3. **Overwrite semantics** — regions update in place instead of
   appending. The spatial region is the proof of concept: update it
   every turn, measure token cost (should be zero net).
4. **Graph integration** — bring the poc-memory graph into poc-agent
   as a library. Render viewport into spatial region.
5. **Viewport save/restore** — serialize viewport on /switch, restore
   on /resume. This is the task switching payoff.
6. **Region-aware compaction** — structured regions survive
   compaction. Episodic region gets journal treatment.

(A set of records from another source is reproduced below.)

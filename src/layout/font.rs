//! Font metrics for layout

/// Line height as a multiple of the font size
const LINE_HEIGHT_RATIO: f32 = 1.2;

/// Average advance of a Latin glyph as a multiple of the font size
const ADVANCE_RATIO: f32 = 0.5;

/// Metrics needed for text layout
#[derive(Debug, Clone, PartialEq)]
pub struct FontMetrics {
    /// Font size the metrics were derived for
    pub font_size: f32,
    /// Line height in logical pixels
    pub line_height: f32,
    /// Width of ASCII characters (0-127)
    pub char_widths: Vec<f32>,
    /// Default width for non-ASCII characters
    pub default_width: f32,
}

impl Default for FontMetrics {
    fn default() -> Self {
        Self::for_size(16.0)
    }
}

impl FontMetrics {
    pub fn new(line_height: f32, char_widths: Vec<f32>, default_width: f32) -> Self {
        Self {
            font_size: line_height / LINE_HEIGHT_RATIO,
            line_height,
            char_widths,
            default_width,
        }
    }

    /// Proportional metrics scaled to a font size
    pub fn for_size(font_size: f32) -> Self {
        let advance = font_size * ADVANCE_RATIO;
        let char_widths = (0u8..128)
            .map(|b| match b {
                b' ' | b'i' | b'l' | b'j' | b'.' | b',' | b'\'' | b'!' | b':' | b';' => {
                    advance * 0.5
                }
                b'm' | b'w' | b'M' | b'W' => advance * 1.5,
                b'A'..=b'Z' => advance * 1.2,
                _ => advance,
            })
            .collect();

        Self {
            font_size,
            line_height: font_size * LINE_HEIGHT_RATIO,
            char_widths,
            // Wide scripts take a full em
            default_width: font_size,
        }
    }

    /// Get width of a character
    pub fn width(&self, c: char) -> f32 {
        if c.is_ascii() {
            if c.is_ascii_control() {
                return 0.0;
            }
            if let Some(w) = self.char_widths.get(c as usize) {
                return *w;
            }
        }
        self.default_width
    }

    /// Width of a run of text
    pub fn measure(&self, text: &str) -> f32 {
        text.chars().map(|c| self.width(c)).sum()
    }

    /// Metrics for a scaled variant of this font (headings)
    pub fn scaled(&self, factor: f32) -> Self {
        Self {
            font_size: self.font_size * factor,
            line_height: self.line_height * factor,
            char_widths: self.char_widths.iter().map(|w| w * factor).collect(),
            default_width: self.default_width * factor,
        }
    }
}
//! Pagination: page count and chapter boundaries for one geometry

use std::time::Instant;

use crate::document::{Document, FlowEvent};
use crate::error::LayoutError;
use crate::layout::PageGeometry;
use crate::navigation::{Chapter, ChapterTable};

/// Layout result for one (page size, font size) pair
#[derive(Debug, Clone, PartialEq)]
pub struct Pagination {
    geometry: PageGeometry,
    page_count: usize,
    chapters: ChapterTable,
    /// Decoder page shown on each page; `None` for pages the paginator
    /// added to give an empty chapter its own page
    source_pages: Vec<Option<usize>>,
}

impl Pagination {
    /// Build from raw parts. `chapters` must be non-empty, sorted by start
    /// page, and every start page must be below `page_count`.
    /// Page `i` shows decoder page `i`.
    pub fn new(
        geometry: PageGeometry,
        page_count: usize,
        chapters: ChapterTable,
    ) -> Result<Self, LayoutError> {
        Self::with_source_pages(geometry, (0..page_count).map(Some).collect(), chapters)
    }

    /// Build with an explicit page to decoder page mapping
    pub fn with_source_pages(
        geometry: PageGeometry,
        source_pages: Vec<Option<usize>>,
        chapters: ChapterTable,
    ) -> Result<Self, LayoutError> {
        let page_count = source_pages.len();
        if page_count == 0 || chapters.is_empty() {
            return Err(LayoutError::Decoder("layout produced no pages".into()));
        }
        if chapters.iter().any(|c| c.start_page >= page_count) {
            return Err(LayoutError::Decoder(
                "chapter starts past the last page".into(),
            ));
        }
        Ok(Self {
            geometry,
            page_count,
            chapters,
            source_pages,
        })
    }

    pub fn geometry(&self) -> &PageGeometry {
        &self.geometry
    }

    pub fn page_count(&self) -> usize {
        self.page_count
    }

    pub fn chapters(&self) -> &ChapterTable {
        &self.chapters
    }

    pub fn chapter_count(&self) -> usize {
        self.chapters.len()
    }

    /// Decoder page to render for `page`. `None` for blank pages and for
    /// out-of-range indices.
    pub fn source_page(&self, page: usize) -> Option<usize> {
        self.source_pages.get(page).copied().flatten()
    }
}

/// Flow `document` at `geometry` and record where each chapter lands.
///
/// The result depends only on the document and the geometry, so repeated
/// calls with the same inputs produce identical paginations.
pub fn paginate(document: &Document, geometry: &PageGeometry) -> Result<Pagination, LayoutError> {
    geometry.validate()?;

    let started = Instant::now();
    let events = document.source().flow(geometry, document.style())?;

    let mut counter = PageCounter::default();
    for event in events {
        counter.push(event);
    }
    let pagination = counter.finish(document.name(), *geometry)?;

    tracing::debug!(
        doc_id = %document.id(),
        font_size = geometry.font_size,
        pages = pagination.page_count(),
        chapters = pagination.chapter_count(),
        elapsed_us = started.elapsed().as_micros() as u64,
        "Paginated document"
    );

    Ok(pagination)
}

/// Folds flow events into page indices
#[derive(Debug, Default)]
struct PageCounter {
    current_page: usize,
    /// Page the decoder is currently filling
    decoder_page: usize,
    /// Decoder page whose content landed on `current_page`
    current_source: Option<usize>,
    /// Sources of the pages before `current_page`
    source_pages: Vec<Option<usize>>,
    page_has_content: bool,
    chapter_has_content: bool,
    content_before_first_chapter: bool,
    chapters: Vec<Chapter>,
}

impl PageCounter {
    fn push(&mut self, event: FlowEvent) {
        match event {
            FlowEvent::ChapterStart { title } => {
                // The previous chapter never received content: it keeps its
                // start page to itself
                if let Some(last) = self.chapters.last() {
                    if last.start_page == self.current_page && !self.chapter_has_content {
                        self.advance();
                    }
                }
                // A boundary mid-page attaches to the page it falls on
                self.chapters.push(Chapter::new(title, self.current_page));
                self.chapter_has_content = false;
            }
            FlowEvent::Content => {
                if self.chapters.is_empty() {
                    self.content_before_first_chapter = true;
                }
                self.page_has_content = true;
                self.chapter_has_content = true;
                self.current_source = Some(self.decoder_page);
            }
            FlowEvent::PageBreak => {
                if self.page_has_content || self.chapter_starts_on_current_page() {
                    self.advance();
                }
                self.decoder_page += 1;
            }
        }
    }

    fn advance(&mut self) {
        self.source_pages.push(self.current_source.take());
        self.current_page += 1;
        self.page_has_content = false;
    }

    fn chapter_starts_on_current_page(&self) -> bool {
        self.chapters
            .last()
            .map_or(false, |c| c.start_page == self.current_page)
    }

    fn finish(mut self, name: &str, geometry: PageGeometry) -> Result<Pagination, LayoutError> {
        // A trailing page with nothing on it is dropped unless it is the only one
        if self.page_has_content || self.chapter_starts_on_current_page() || self.current_page == 0
        {
            self.source_pages.push(self.current_source);
        }

        // Pages ahead of the first boundary get an implicit chapter named
        // after the document
        let needs_leading = match self.chapters.first() {
            None => true,
            Some(first) => first.start_page > 0 && self.content_before_first_chapter,
        };
        if needs_leading {
            self.chapters.insert(0, Chapter::new(name, 0));
        } else if let Some(first) = self.chapters.first_mut() {
            // Leading blank pages belong to the first chapter
            first.start_page = 0;
        }

        Pagination::with_source_pages(geometry, self.source_pages, ChapterTable::new(self.chapters))
    }
}
//! Background layout workers

use std::any::Any;
use std::io;
use std::panic::{self, AssertUnwindSafe};
use std::sync::Arc;
use std::thread::{self, JoinHandle};

use parking_lot::Mutex;

use crate::error::{ReaderError, Result};

/// Handle to a layout running on a worker thread.
///
/// Dropping the handle detaches the worker; its completion callback still
/// fires.
#[derive(Debug)]
pub struct LayoutTask {
    handle: Option<JoinHandle<bool>>,
}

impl LayoutTask {
    /// A task that already finished on the caller's thread
    pub(crate) fn completed() -> Self {
        Self { handle: None }
    }

    /// Block until the worker finishes. True when the layout was applied.
    pub fn wait(self) -> bool {
        match self.handle {
            Some(handle) => handle.join().unwrap_or(false),
            None => false,
        }
    }

    pub fn is_finished(&self) -> bool {
        self.handle.as_ref().map_or(true, JoinHandle::is_finished)
    }
}

/// Run `work` on a named worker and report its result to `on_complete`
/// exactly once, including when the thread cannot be started or panics.
pub(crate) fn spawn<W, C>(name: &str, work: W, on_complete: C) -> LayoutTask
where
    W: FnOnce() -> Result<()> + Send + 'static,
    C: FnOnce(Result<()>) + Send + 'static,
{
    let callback = Arc::new(Mutex::new(Some(on_complete)));
    let worker_callback = Arc::clone(&callback);

    let spawned = thread::Builder::new().name(name.to_string()).spawn(move || {
        let result = panic::catch_unwind(AssertUnwindSafe(work))
            .unwrap_or_else(|payload| Err(worker_panicked(payload)));
        let applied = result.is_ok();
        if let Some(on_complete) = worker_callback.lock().take() {
            on_complete(result);
        }
        applied
    });

    match spawned {
        Ok(handle) => LayoutTask {
            handle: Some(handle),
        },
        Err(err) => {
            tracing::warn!(worker = name, error = %err, "Failed to start layout worker");
            if let Some(on_complete) = callback.lock().take() {
                on_complete(Err(ReaderError::Worker(err)));
            }
            LayoutTask::completed()
        }
    }
}

fn worker_panicked(payload: Box<dyn Any + Send>) -> ReaderError {
    let message = payload
        .downcast_ref::<&str>()
        .map(|s| s.to_string())
        .or_else(|| payload.downcast_ref::<String>().cloned())
        .unwrap_or_else(|| "unknown panic".to_string());
    ReaderError::Worker(io::Error::new(
        io::ErrorKind::Other,
        format!("layout worker panicked: {}", message),
    ))
}
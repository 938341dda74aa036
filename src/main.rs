//! Folio Reader CLI (for testing purposes only)
//!
//! Usage: folio-reader <file.txt|file.md> [font-size]

use std::env;
use std::process::ExitCode;

use folio_reader::{OpenOptions, Reader, ReaderConfig};
use tracing_subscriber::{layer::SubscriberExt, util::SubscriberInitExt};

fn main() -> ExitCode {
    tracing_subscriber::registry()
        .with(
            tracing_subscriber::EnvFilter::try_from_default_env()
                .unwrap_or_else(|_| "folio_reader=info".into()),
        )
        .with(tracing_subscriber::fmt::layer())
        .init();

    let mut args = env::args().skip(1);
    let Some(path) = args.next() else {
        eprintln!("Usage: folio-reader <file.txt|file.md> [font-size]");
        return ExitCode::FAILURE;
    };

    let mut config = ReaderConfig::from_env();
    if let Some(size) = args.next() {
        match size.parse() {
            Ok(size) => config.font_size = size,
            Err(_) => {
                eprintln!("Invalid font size: {}", size);
                return ExitCode::FAILURE;
            }
        }
    }

    let reader = Reader::new(config);
    if let Err(err) = reader.open(&path, OpenOptions::new()) {
        eprintln!("Failed to open {}: {}", path, err);
        return ExitCode::FAILURE;
    }

    match summarize(&reader) {
        Ok(()) => ExitCode::SUCCESS,
        Err(err) => {
            eprintln!("{}", err);
            ExitCode::FAILURE
        }
    }
}

fn summarize(reader: &Reader) -> folio_reader::error::Result<()> {
    let page_size = reader.page_size();
    println!(
        "{} pages at {}x{}, font size {}",
        reader.page_count()?,
        page_size.width,
        page_size.height,
        reader.font_size()
    );
    println!();

    for (index, chapter) in reader.chapters()?.iter().enumerate() {
        let progress = reader.chapter_progress(index)?;
        println!(
            "{:>3}. {:<40} page {:>4}  ({:>5.1}%)",
            index + 1,
            chapter.title,
            chapter.start_page + 1,
            progress * 100.0
        );
    }

    if let Some(text) = reader.page_view(0)?.text() {
        println!();
        println!("--- page 1 ---");
        println!("{}", text);
    }

    Ok(())
}
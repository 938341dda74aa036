//! Cache keys for rendered pages

use crate::document::DocumentId;
use crate::layout::PageGeometry;

/// Identity of a renderable page.
///
/// Sizes are stored in hundredths of a pixel so keys hash and compare
/// exactly.
#[derive(Debug, Clone, Copy, PartialEq, Eq, Hash)]
pub struct PageKey {
    pub document: DocumentId,
    pub page_index: usize,
    pub page_width: u32,
    pub page_height: u32,
    pub font_size: u32,
}

impl PageKey {
    pub fn new(document: DocumentId, page_index: usize, geometry: &PageGeometry) -> Self {
        Self {
            document,
            page_index,
            page_width: hundredths(geometry.page_size.width),
            page_height: hundredths(geometry.page_size.height),
            font_size: hundredths(geometry.font_size),
        }
    }
}

fn hundredths(value: f32) -> u32 {
    (value * 100.0).round() as u32
}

Structured
   regions persist unchanged.

Steps 1-3 can be done in a weekend. Steps 4-5 are a larger project
(graph library extraction). Step 6 follows naturally once regions
exist.

### Risks and open questions

- **Token overhead of structured regions.** If the spatial viewport
  is 2K tokens and the working stack is 500 tokens, that's 2.5K
  tokens reserved every turn. On a 200K context window that's ~1%.
  On a 32K window (local models) it's ~8%. Need to measure actual
  utility vs cost per model size.

- **Graph size.** Centrality computation is O(V*E) for betweenness.
  If the graph has 10K nodes (plausible for a full memory + codebase
  map), this could take seconds. May need approximate centrality or
  cached computation with incremental updates.

- **Overwrite fidelity.** The API expects messages as a sequence.
  "Overwriting" a region means either: (a) rebuilding the message
  array each turn with updated region content, or (b) using a mutable
  system message / context message that gets replaced. Option (b)
  is simpler but depends on API behavior with changing system
  prompts mid-conversation.

- **What are ALL the regions?** Kent asked this. Baddeley gives us
  three (visuospatial, phonological, episodic buffer + central
  executive). We've mapped spatial, working stack, episodic. Are
  there others? Candidates: emotional state (amygdala readout, future),
  social context (who's present, their recent activity), sensory
  buffer (recent tool outputs, pending notifications). Worth exploring
  but not blocking on — start with three, add as needed.